WHAT THE EXERCISE ASKS: The answer must consist of every line in the data below that holds the word "into".

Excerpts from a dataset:

──────

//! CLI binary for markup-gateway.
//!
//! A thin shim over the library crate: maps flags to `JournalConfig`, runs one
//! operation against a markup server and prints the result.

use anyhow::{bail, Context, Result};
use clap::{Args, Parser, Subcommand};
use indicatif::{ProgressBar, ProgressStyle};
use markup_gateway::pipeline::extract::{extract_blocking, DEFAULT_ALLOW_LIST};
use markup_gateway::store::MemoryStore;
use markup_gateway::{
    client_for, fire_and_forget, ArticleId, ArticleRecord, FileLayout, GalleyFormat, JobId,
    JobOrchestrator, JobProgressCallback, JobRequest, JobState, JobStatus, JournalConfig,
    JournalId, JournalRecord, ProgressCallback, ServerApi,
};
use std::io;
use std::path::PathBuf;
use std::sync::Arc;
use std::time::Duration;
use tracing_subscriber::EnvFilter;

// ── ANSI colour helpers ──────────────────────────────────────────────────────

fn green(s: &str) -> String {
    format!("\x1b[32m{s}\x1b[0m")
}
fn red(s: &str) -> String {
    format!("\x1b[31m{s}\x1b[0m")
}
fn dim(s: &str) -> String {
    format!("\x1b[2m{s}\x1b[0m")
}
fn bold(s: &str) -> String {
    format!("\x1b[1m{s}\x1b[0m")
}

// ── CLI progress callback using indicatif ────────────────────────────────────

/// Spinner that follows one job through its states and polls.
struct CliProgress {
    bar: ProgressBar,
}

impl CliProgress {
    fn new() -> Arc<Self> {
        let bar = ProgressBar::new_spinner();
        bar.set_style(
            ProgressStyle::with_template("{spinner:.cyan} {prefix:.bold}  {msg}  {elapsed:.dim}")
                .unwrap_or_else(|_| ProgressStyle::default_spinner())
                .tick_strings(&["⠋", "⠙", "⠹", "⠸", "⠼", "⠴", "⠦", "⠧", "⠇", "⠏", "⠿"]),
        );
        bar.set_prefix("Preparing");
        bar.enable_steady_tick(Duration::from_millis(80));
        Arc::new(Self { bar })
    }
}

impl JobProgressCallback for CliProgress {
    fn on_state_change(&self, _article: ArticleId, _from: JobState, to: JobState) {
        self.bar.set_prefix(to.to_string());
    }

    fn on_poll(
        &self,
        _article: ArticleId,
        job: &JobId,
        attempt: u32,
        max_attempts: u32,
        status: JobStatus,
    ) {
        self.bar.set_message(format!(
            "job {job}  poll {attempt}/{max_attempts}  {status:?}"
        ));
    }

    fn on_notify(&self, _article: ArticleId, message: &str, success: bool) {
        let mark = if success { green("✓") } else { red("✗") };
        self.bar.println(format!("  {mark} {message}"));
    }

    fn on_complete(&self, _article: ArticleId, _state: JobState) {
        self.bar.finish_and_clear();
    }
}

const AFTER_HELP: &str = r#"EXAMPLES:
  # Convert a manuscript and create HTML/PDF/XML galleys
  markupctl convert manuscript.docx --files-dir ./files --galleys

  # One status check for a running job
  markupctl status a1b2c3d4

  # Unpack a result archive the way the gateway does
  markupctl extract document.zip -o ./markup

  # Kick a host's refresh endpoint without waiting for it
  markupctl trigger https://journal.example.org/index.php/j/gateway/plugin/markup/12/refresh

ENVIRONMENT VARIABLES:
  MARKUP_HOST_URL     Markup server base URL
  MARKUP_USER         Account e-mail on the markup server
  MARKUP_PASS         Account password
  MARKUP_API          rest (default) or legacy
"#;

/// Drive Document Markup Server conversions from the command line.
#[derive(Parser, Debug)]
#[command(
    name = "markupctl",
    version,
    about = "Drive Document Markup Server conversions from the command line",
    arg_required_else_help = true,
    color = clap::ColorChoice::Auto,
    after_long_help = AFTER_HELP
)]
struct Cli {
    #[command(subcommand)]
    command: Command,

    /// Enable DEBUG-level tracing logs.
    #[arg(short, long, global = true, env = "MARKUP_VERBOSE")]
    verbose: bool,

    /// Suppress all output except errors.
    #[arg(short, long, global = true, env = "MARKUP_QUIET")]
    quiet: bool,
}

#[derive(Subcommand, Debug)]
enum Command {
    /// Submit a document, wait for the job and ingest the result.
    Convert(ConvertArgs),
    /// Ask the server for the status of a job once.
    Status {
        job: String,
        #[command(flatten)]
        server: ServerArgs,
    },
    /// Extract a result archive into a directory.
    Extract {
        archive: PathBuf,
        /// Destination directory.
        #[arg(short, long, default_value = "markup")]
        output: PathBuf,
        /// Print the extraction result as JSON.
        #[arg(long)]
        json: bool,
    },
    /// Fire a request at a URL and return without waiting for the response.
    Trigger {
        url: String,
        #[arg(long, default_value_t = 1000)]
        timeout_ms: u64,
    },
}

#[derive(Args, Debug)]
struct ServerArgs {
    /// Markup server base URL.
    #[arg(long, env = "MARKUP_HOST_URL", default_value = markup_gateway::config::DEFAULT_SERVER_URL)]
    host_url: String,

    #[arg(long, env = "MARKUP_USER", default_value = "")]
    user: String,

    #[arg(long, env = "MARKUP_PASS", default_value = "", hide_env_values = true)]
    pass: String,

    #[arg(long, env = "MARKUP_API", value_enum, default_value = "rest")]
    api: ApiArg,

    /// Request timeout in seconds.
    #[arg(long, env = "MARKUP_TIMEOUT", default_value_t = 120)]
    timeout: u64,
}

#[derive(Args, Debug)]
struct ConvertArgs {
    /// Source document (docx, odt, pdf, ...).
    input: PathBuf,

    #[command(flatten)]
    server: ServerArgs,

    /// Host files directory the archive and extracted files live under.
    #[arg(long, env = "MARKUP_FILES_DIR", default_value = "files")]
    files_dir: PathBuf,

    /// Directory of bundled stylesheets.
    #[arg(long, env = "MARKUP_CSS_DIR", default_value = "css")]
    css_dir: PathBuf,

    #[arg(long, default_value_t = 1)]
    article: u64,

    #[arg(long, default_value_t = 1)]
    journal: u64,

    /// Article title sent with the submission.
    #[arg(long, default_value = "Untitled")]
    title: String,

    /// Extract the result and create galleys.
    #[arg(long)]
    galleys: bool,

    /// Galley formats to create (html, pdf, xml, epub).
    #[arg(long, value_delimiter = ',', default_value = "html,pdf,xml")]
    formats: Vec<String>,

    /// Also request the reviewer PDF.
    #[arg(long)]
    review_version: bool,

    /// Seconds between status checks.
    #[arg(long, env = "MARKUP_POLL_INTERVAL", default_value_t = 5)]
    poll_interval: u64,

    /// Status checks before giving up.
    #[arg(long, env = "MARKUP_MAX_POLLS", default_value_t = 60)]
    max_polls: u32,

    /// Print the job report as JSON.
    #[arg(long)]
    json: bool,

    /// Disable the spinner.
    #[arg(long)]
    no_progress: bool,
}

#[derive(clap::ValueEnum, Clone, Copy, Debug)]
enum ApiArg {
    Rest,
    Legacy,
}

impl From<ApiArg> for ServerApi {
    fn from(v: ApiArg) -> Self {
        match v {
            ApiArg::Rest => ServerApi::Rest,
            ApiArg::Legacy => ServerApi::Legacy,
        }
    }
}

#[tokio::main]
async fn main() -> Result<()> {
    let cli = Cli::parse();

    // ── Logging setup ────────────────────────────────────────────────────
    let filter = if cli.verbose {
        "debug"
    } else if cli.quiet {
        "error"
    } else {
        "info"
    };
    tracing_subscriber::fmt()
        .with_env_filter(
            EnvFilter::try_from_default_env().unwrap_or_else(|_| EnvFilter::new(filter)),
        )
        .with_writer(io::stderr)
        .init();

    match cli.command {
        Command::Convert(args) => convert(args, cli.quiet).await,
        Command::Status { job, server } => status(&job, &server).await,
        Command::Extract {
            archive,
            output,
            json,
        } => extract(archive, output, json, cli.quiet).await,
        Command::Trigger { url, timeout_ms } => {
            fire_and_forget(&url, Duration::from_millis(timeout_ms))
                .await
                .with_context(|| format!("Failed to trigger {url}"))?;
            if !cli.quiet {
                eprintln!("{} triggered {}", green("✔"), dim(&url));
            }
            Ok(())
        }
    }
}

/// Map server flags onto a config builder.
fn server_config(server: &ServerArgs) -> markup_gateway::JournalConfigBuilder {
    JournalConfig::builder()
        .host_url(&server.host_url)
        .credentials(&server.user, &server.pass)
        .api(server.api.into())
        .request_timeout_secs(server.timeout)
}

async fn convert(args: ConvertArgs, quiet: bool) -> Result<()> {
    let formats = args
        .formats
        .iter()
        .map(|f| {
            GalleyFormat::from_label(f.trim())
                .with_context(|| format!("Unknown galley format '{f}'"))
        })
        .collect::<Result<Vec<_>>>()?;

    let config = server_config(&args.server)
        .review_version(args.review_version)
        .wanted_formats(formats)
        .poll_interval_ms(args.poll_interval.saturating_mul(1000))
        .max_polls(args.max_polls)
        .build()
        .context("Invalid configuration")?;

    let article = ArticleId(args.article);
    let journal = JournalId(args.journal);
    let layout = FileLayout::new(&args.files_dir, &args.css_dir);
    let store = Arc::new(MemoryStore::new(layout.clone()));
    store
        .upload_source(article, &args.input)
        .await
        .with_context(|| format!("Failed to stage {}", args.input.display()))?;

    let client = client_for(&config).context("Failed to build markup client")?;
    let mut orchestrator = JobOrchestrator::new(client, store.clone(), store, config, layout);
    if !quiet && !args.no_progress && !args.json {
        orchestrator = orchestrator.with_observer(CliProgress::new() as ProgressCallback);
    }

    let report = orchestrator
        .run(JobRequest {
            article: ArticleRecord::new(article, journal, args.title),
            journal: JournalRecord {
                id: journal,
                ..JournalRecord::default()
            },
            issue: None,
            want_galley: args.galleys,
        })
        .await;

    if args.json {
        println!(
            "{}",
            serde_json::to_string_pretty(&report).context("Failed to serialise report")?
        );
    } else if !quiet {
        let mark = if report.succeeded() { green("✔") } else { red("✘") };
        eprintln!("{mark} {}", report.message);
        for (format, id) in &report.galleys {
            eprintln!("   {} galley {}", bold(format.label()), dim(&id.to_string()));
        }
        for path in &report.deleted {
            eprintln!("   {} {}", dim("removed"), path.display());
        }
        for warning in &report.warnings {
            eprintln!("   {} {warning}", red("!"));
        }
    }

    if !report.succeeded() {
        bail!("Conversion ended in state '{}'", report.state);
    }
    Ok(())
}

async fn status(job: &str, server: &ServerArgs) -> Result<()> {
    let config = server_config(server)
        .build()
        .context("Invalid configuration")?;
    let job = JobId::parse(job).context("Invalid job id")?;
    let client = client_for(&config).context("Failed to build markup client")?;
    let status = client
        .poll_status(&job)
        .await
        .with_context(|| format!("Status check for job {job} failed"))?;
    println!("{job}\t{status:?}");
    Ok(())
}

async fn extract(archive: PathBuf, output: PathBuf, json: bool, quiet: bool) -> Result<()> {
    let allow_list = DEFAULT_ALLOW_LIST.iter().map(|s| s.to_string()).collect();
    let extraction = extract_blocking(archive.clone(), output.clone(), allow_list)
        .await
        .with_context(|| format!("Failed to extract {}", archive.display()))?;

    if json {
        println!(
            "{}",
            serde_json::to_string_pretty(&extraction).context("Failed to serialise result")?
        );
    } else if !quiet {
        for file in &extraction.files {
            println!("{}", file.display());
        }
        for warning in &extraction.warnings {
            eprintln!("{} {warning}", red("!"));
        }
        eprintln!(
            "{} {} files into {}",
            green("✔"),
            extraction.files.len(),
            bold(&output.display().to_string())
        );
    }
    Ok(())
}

──────

RESULT OF THE EXERCISE:
    /// Extract a result archive into a directory.
        .api(server.api.into())
            "{} {} files into {}",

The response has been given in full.